Newt Gingrich Thinks Obama Is 'Insensitive' When 'Only Christians' Are Killed

It's all starting to seem routine.

Former House Speaker Newt Gingrich (R-Ga.) blasted President Barack Obama's response to the Oregon shooting, accusing him of callousness because some of the victims were Christian.

"You know, he could have said something about the dangers of religious intolerance and the fact that this particular shooter singled out Christians," Gingrich charged on Laura Ingraham's radio show Friday, referring to Obama's remarks the evening before. "Now why is the president so stunningly insensitive as long as it's only Christians being killed? Can you imagine if somebody had singled out, say, Muslims, how deeply the president would have been concerned?"

"Or gay people," Ingraham chimed in.

Ten people, including the gunman, have died from Thursday's massacre at Umpqua Community College in Roseburg, Oregon. Law enforcement officials have not named the suspected shooter, but he has widely been identified as Chris Harper Mercer, a 26-year-old who CNN said was enrolled in the class where the fatal shootings took place.
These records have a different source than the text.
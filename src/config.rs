use anyhow::{Context, Result, bail};
use serde::{Deserialize, Serialize};
use std::{fmt::Debug, fs, ops::RangeBounds, path::Path};

/// Tool configuration.
///
/// Loaded from a TOML file and validated before use.
/// See [`Config::from_file`] for loading.
#[derive(Debug, PartialEq, Clone, Default, Serialize, Deserialize)]
#[serde(default, deny_unknown_fields)]
pub struct Config {
    /// REST API parameters.
    pub api: ApiConfig,
    /// Link stability analysis parameters.
    pub analysis: AnalysisConfig,
    /// Export parameters.
    pub export: ExportConfig,
}

#[derive(Debug, PartialEq, Clone, Serialize, Deserialize)]
#[serde(default, deny_unknown_fields)]
pub struct ApiConfig {
    /// Base URL of the REST API (required for fetching).
    pub base_url: Option<String>,
    /// Path of the difference data endpoint, relative to the base URL.
    pub endpoint: String,
    /// Bearer token sent with every request.
    pub token: Option<String>,
    /// Request timeout in seconds.
    pub timeout_secs: u64,
}

impl Default for ApiConfig {
    fn default() -> Self {
        Self {
            base_url: None,
            endpoint: "data/difference".to_string(),
            token: None,
            timeout_secs: 30,
        }
    }
}

#[derive(Debug, PartialEq, Clone, Serialize, Deserialize)]
#[serde(default, deny_unknown_fields)]
pub struct AnalysisConfig {
    /// Nominal sampling interval between consecutive samples (seconds).
    pub tau0: f64,
    /// Minimum number of valid samples per series.
    pub min_samples: usize,
    /// Maximum number of samples per series (most recent ones are kept).
    pub max_points: usize,
    /// Growth factor of the averaging factor grid.
    pub step_factor: f64,
}

impl Default for AnalysisConfig {
    fn default() -> Self {
        Self {
            tau0: 960.0,
            min_samples: 10,
            max_points: 10_000,
            step_factor: 1.4,
        }
    }
}

#[derive(Debug, PartialEq, Clone, Serialize, Deserialize)]
#[serde(default, deny_unknown_fields)]
pub struct ExportConfig {
    /// Table name used by SQL insert exports.
    pub table_name: String,
}

impl Default for ExportConfig {
    fn default() -> Self {
        Self {
            table_name: "time_transfer".to_string(),
        }
    }
}

impl Config {
    /// Load a [`Config`] from a file.
    ///
    /// The file must be TOML-encoded. Missing sections and keys take their
    /// default values. Performs validation on all parameters before returning.
    ///
    /// # Errors
    /// Returns an error if the file cannot be read, deserialized,
    /// or if the configuration values are invalid.
    pub fn from_file<P: AsRef<Path>>(file: P) -> Result<Self> {
        let file = file.as_ref();
        let contents =
            fs::read_to_string(file).with_context(|| format!("failed to read {file:?}"))?;

        Self::from_toml(&contents)
    }

    /// Parse and validate a [`Config`] from a TOML string.
    pub fn from_toml(contents: &str) -> Result<Self> {
        let config: Config = toml::from_str(contents).context("failed to deserialize config")?;

        config.validate().context("failed to validate config")?;

        Ok(config)
    }

    fn validate(&self) -> Result<()> {
        if let Some(base_url) = &self.api.base_url {
            check_url(base_url).context("invalid API base URL")?;
        }
        check_num(self.api.timeout_secs, 1..=600).context("invalid request timeout")?;

        let analysis = &self.analysis;
        check_num(analysis.tau0, f64::MIN_POSITIVE..1e7).context("invalid sampling interval")?;
        check_num(analysis.min_samples, 10..=1_000_000)
            .context("invalid minimum number of samples")?;
        check_num(analysis.max_points, analysis.min_samples..=1_000_000)
            .context("invalid maximum number of points")?;
        check_num(analysis.step_factor, 1.000_001..10.0).context("invalid step factor")?;

        check_ident(&self.export.table_name).context("invalid table name")?;

        Ok(())
    }
}

pub fn check_num<T, R>(num: T, range: R) -> Result<()>
where
    T: PartialOrd + Debug,
    R: RangeBounds<T> + Debug,
{
    if !range.contains(&num) {
        bail!("number must be in the range {range:?}, but is {num:?}");
    }
    Ok(())
}

fn check_url(url: &str) -> Result<()> {
    if !(url.starts_with("http://") || url.starts_with("https://")) {
        bail!("URL must start with http:// or https://, but is {url:?}");
    }
    Ok(())
}

pub fn check_ident(ident: &str) -> Result<()> {
    let mut chars = ident.chars();
    let valid_first = chars
        .next()
        .is_some_and(|c| c.is_ascii_alphabetic() || c == '_');
    if !valid_first || !chars.all(|c| c.is_ascii_alphanumeric() || c == '_') {
        bail!("identifier must match [A-Za-z_][A-Za-z0-9_]*, but is {ident:?}");
    }
    Ok(())
}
The Washington Post reported that officials are still trying to figure out what drove Mercer to kill, but witnesses said he "seemed to seek specific revenge against Christians, and police examined Web posts that hinted of wider antipathy toward organized faith." The religious affiliations of all the victims are not yet clear.

Obama is himself Christian. And he certainly hasn't shied away from condemning shootings that targeted communities of faith, including Christians. After a gunman killed nine people in June at the historic black Emanuel African Methodist Episcopal Church in Charleston, South Carolina, Obama praised the religious congregation that came under fire.

"Their Christian faith compelled them to reach out not just to members of their congregation, or to members of their own communities, but to all in need. They opened their doors to strangers who might enter a church in search of healing or redemption," he said.

Obama has repeatedly pressed Congress to take action on gun control, saying mass shootings are too common in America and something needs to be done. He did so again Thursday. From Obama's remarks:

But as I said just a few months ago, and I said a few months before that, and I said each time we see one of these mass shootings, our thoughts and prayers are not enough. It’s not enough. It does not capture the heartache and grief and anger that we should feel. And it does nothing to prevent this carnage from being inflicted someplace else in America -- next week, or a couple of months from now. ...

We spend over a trillion dollars, and pass countless laws, and devote entire agencies to preventing terrorist attacks on our soil, and rightfully so. And yet, we have a Congress that explicitly blocks us from even collecting data on how we could potentially reduce gun deaths. How can that be? This is a political choice that we make to allow this to happen every few months in America. We collectively are answerable to those families who lose their loved ones because of our inaction.

Gingrich said Obama was being hypocritical in his remarks, saying, "It's also ironic that in the week when Kevin McCarthy is getting beaten up for having politicized a comment, the president up and says, 'Hey, I'm gonna politicize it.'"

House Majority Leader Kevin McCarthy (R-Calif.) recently cheered the Select Committee on Benghazi for hurting the poll numbers of Democratic presidential candidate Hillary Clinton. Members of McCarthy's own party criticized his remarks, since the GOP has long insisted it is not using taxpayer money simply to attack Clinton.

This article has been updated to note that the gunman was enrolled in the class where the fatal shootings took place.